Reprinted from AMA
Update: The Federal Trade Commission (FTC) has delayed the compliance deadline of the Red Flags Rule until December 31, 2010. The AMA will utilize this time to convince the FTC and Congress to republish the rule so that there is sufficient opportunity to formally comment and state the AMA's objections to physician inclusion in the program.
In Nov. 2007, the Federal Trade Commission (FTC) issued a set of regulations, known as the “Red Flags Rule,” requiring that certain entities develop and implement written identity theft prevention and detection programs to protect consumers from identity theft. Originally scheduled for a Nov. 1, 2008 compliance date, the FTC has now delayed the enforcement date of the Red Flags Rule until December 31, 2010. The new compliance date of December 31, 2010, which follows four earlier extensions to May 1, August 1, Nov. 1 and then later to June 1, is a result of continued advocacy by the AMA and others who continue to object to the applicability of this Rule to health care providers and other professionals.
Since the Rule was issued, the AMA has objected to the FTC's interpretation that physician practices are "creditors" when they accept insurance and bill patients after services are provided or if they allow patients to set up payment plans after services have been provided.
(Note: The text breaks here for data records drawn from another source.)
use crate::document::DocumentId;
use thiserror::Error;

/// Boxed error returned by a host's persistence primitive.
pub type BoxError = Box<dyn std::error::Error + Send + Sync>;

/// Core error types for autosave.
///
/// Dead save targets are not errors: they are reported as
/// [`Diagnostic::StaleTarget`](crate::diagnostics::Diagnostic::StaleTarget)
/// and the operation is skipped.
///
/// # Examples
///
/// ```
/// use autosave_core::error::{AutosaveError, Result};
/// use autosave_core::DocumentId;
///
/// fn save(document: DocumentId, disk_full: bool) -> Result<()> {
///     if disk_full {
///         return Err(AutosaveError::SaveFailed {
///             document,
///             source: Box::new(std::io::Error::new(
///                 std::io::ErrorKind::StorageFull,
///                 "no space left on device",
///             )),
///         });
///     }
///     Ok(())
/// }
///
/// assert!(save(DocumentId::new(1), true).is_err());
/// ```
#[derive(Error, Debug)]
pub enum AutosaveError {
    #[error("failed to save {document}: {source}")]
    SaveFailed {
        document: DocumentId,
        #[source]
        source: BoxError,
    },

    #[error("document {0} is not alive")]
    DocumentNotAlive(DocumentId),

    #[error("JSON error: {0}")]
    Json(#[from] serde_json::Error),
}

/// Convenience type alias for `Result<T, AutosaveError>`.
pub type Result<T> = std::result::Result<T, AutosaveError>;

#[cfg(test)]
mod tests {
    use super::*;

    #[test]
    fn test_save_failed_display() {
        let error = AutosaveError::SaveFailed {
            document: DocumentId::new(7),
            source: Box::new(std::io::Error::new(
                std::io::ErrorKind::PermissionDenied,
                "read-only file",
            )),
        };
        assert_eq!(error.to_string(), "failed to save doc#7: read-only file");
    }

    #[test]
    fn test_save_failed_keeps_source() {
        use std::error::Error as _;

        let error = AutosaveError::SaveFailed {
            document: DocumentId::new(1),
            source: Box::new(std::io::Error::other("boom")),
        };
        assert!(error.source().is_some());
    }

    #[test]
    fn test_document_not_alive() {
        let error = AutosaveError::DocumentNotAlive(DocumentId::new(3));
        assert_eq!(error.to_string(), "document doc#3 is not alive");
    }

    #[test]
    fn test_json_error_conversion() {
        let json_err = serde_json::from_str::<serde_json::Value>("{").unwrap_err();
        let error: AutosaveError = json_err.into();
        assert!(error.to_string().starts_with("JSON error"));
    }
}
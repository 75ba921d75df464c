//! In-memory document host.
//!
//! Models an editor with plain documents and *aliases*: views that share
//! their base document's persisted resource. Saving a base document cleans
//! every alias of it. Killing a base document kills its aliases. Used by the
//! test suites and as a reference [`DocumentHost`] for embedders.

use crate::document::{ChangeKind, DocumentHost, DocumentId};
use crate::error::BoxError;
use async_trait::async_trait;
use dashmap::DashMap;
use std::sync::atomic::{AtomicU64, Ordering};
use tokio::time::Instant;

#[derive(Debug, Clone)]
struct MemoryDocument {
    /// Document persisted on behalf of this one; `None` for plain documents.
    base: Option<DocumentId>,
    modified: bool,
    alive: bool,
    fail_saves: bool,
    saves: Vec<Instant>,
}

impl MemoryDocument {
    fn new(base: Option<DocumentId>) -> Self {
        Self {
            base,
            modified: false,
            alive: true,
            fail_saves: false,
            saves: Vec::new(),
        }
    }
}

/// Thread-safe in-memory [`DocumentHost`].
///
/// # Examples
///
/// ```
/// use autosave_core::{ChangeKind, MemoryHost};
///
/// let host = MemoryHost::new();
/// let doc = host.open();
///
/// assert_eq!(host.edit(doc), Some(ChangeKind::FirstModification));
/// assert_eq!(host.edit(doc), Some(ChangeKind::FurtherModification));
///
/// let view = host.open_alias(doc).unwrap();
/// assert_eq!(host.base_of(view), doc);
/// ```
#[derive(Debug, Default)]
pub struct MemoryHost {
    documents: DashMap<DocumentId, MemoryDocument>,
    next_id: AtomicU64,
}

impl MemoryHost {
    pub fn new() -> Self {
        Self::default()
    }

    /// Opens a new unmodified document.
    pub fn open(&self) -> DocumentId {
        self.insert(MemoryDocument::new(None))
    }

    /// Opens an alias of `base`. Aliases of aliases resolve to the root.
    ///
    /// Returns `None` if `base` is unknown or dead.
    pub fn open_alias(&self, base: DocumentId) -> Option<DocumentId> {
        if !self.is_alive(base) {
            return None;
        }
        let root = self.base_of(base);
        Some(self.insert(MemoryDocument::new(Some(root))))
    }

    /// Records an edit and classifies it from the document's own modified
    /// flag. Returns `None` for unknown or dead documents.
    pub fn edit(&self, document: DocumentId) -> Option<ChangeKind> {
        let (kind, base) = {
            let mut entry = self.documents.get_mut(&document)?;
            if !entry.alive {
                return None;
            }
            let kind = ChangeKind::from_was_modified(entry.modified);
            entry.modified = true;
            (kind, entry.base)
        };

        // Editing a view edits the shared resource
        if let Some(base) = base
            && let Some(mut base) = self.documents.get_mut(&base)
        {
            base.modified = true;
        }

        Some(kind)
    }

    /// Destroys `document` and, for a base document, every alias of it.
    ///
    /// Returns false if it was unknown or already dead.
    pub fn kill(&self, document: DocumentId) -> bool {
        let killed = match self.documents.get_mut(&document) {
            Some(mut entry) if entry.alive => {
                entry.alive = false;
                true
            }
            _ => false,
        };
        if killed {
            for mut entry in self.documents.iter_mut() {
                if entry.base == Some(document) {
                    entry.alive = false;
                }
            }
        }
        killed
    }

    /// Makes every following save of `document` fail (or succeed again).
    pub fn set_fail_saves(&self, document: DocumentId, fail: bool) {
        if let Some(mut entry) = self.documents.get_mut(&document) {
            entry.fail_saves = fail;
        }
    }

    /// The document actually persisted for `document`: its base for an alias,
    /// itself otherwise. Usable directly as a scheduler redirect function.
    pub fn base_of(&self, document: DocumentId) -> DocumentId {
        self.documents
            .get(&document)
            .and_then(|entry| entry.base)
            .unwrap_or(document)
    }

    pub fn save_count(&self, document: DocumentId) -> usize {
        self.documents
            .get(&document)
            .map_or(0, |entry| entry.saves.len())
    }

    /// Instants of every successful save of `document`, oldest first.
    pub fn save_times(&self, document: DocumentId) -> Vec<Instant> {
        self.documents
            .get(&document)
            .map(|entry| entry.saves.clone())
            .unwrap_or_default()
    }

    /// Total successful saves across all documents.
    pub fn total_saves(&self) -> usize {
        self.documents.iter().map(|entry| entry.saves.len()).sum()
    }

    pub fn document_count(&self) -> usize {
        self.documents.len()
    }

    fn insert(&self, document: MemoryDocument) -> DocumentId {
        let id = DocumentId::new(self.next_id.fetch_add(1, Ordering::Relaxed) + 1);
        self.documents.insert(id, document);
        id
    }
}

#[async_trait]
impl DocumentHost for MemoryHost {
    fn is_alive(&self, document: DocumentId) -> bool {
        self.documents
            .get(&document)
            .is_some_and(|entry| entry.alive)
    }

    fn is_modified(&self, document: DocumentId) -> bool {
        self.documents
            .get(&document)
            .is_some_and(|entry| entry.modified)
    }

    async fn save(&self, document: DocumentId) -> Result<(), BoxError> {
        {
            let mut entry = self
                .documents
                .get_mut(&document)
                .ok_or_else(|| format!("unknown document {document}"))?;

            if !entry.alive {
                return Err(format!("{document} is closed").into());
            }
            if entry.fail_saves {
                return Err(Box::new(std::io::Error::new(
                    std::io::ErrorKind::PermissionDenied,
                    format!("{document} is read-only"),
                )));
            }

            entry.modified = false;
            entry.saves.push(Instant::now());
        }

        // The resource is clean now, and so is every view of it
        for mut entry in self.documents.iter_mut() {
            if entry.base == Some(document) {
                entry.modified = false;
            }
        }

        tracing::debug!("saved {}", document);
        Ok(())
    }
}
//! Debounced auto-save for independently edited documents.
//!
//! Each watched document is saved a fixed quiescence interval after its
//! first unsaved change; every further change restarts the interval. Edits
//! on one document may be *redirected* to postpone the save of another, for
//! views that share one persisted resource.
//!
//! The host editor implements [`DocumentHost`] and pushes change
//! notifications into a [`DebounceScheduler`].

pub mod config;
pub mod scheduler;

// Re-export commonly used types
pub use autosave_core::{
    AutosaveError, BoxError, ChangeKind, Diagnostic, DiagnosticSink, DocumentHost, DocumentId,
    MemoryHost, RecordingSink, Result, TracingSink,
};
pub use config::AutosaveConfig;
pub use scheduler::{DebounceScheduler, DocumentStatus, Redirect, SchedulerBuilder};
The FTC states that this delay is intended to "give creditors and financial institutions more time to review this guidance and develop and implement written Identity Theft Prevention Programs."
While the AMA intends to continue to make the case to Congress and the agency that the FTC should republish the rule so that there is sufficient opportunity to formally comment and state the AMA's objections to physician inclusion in the program, the AMA has prepared a guidance document, along with sample policies, so that members can incorporate a simple identity theft prevention and detection program into their existing compliance and HIPAA security and privacy policies.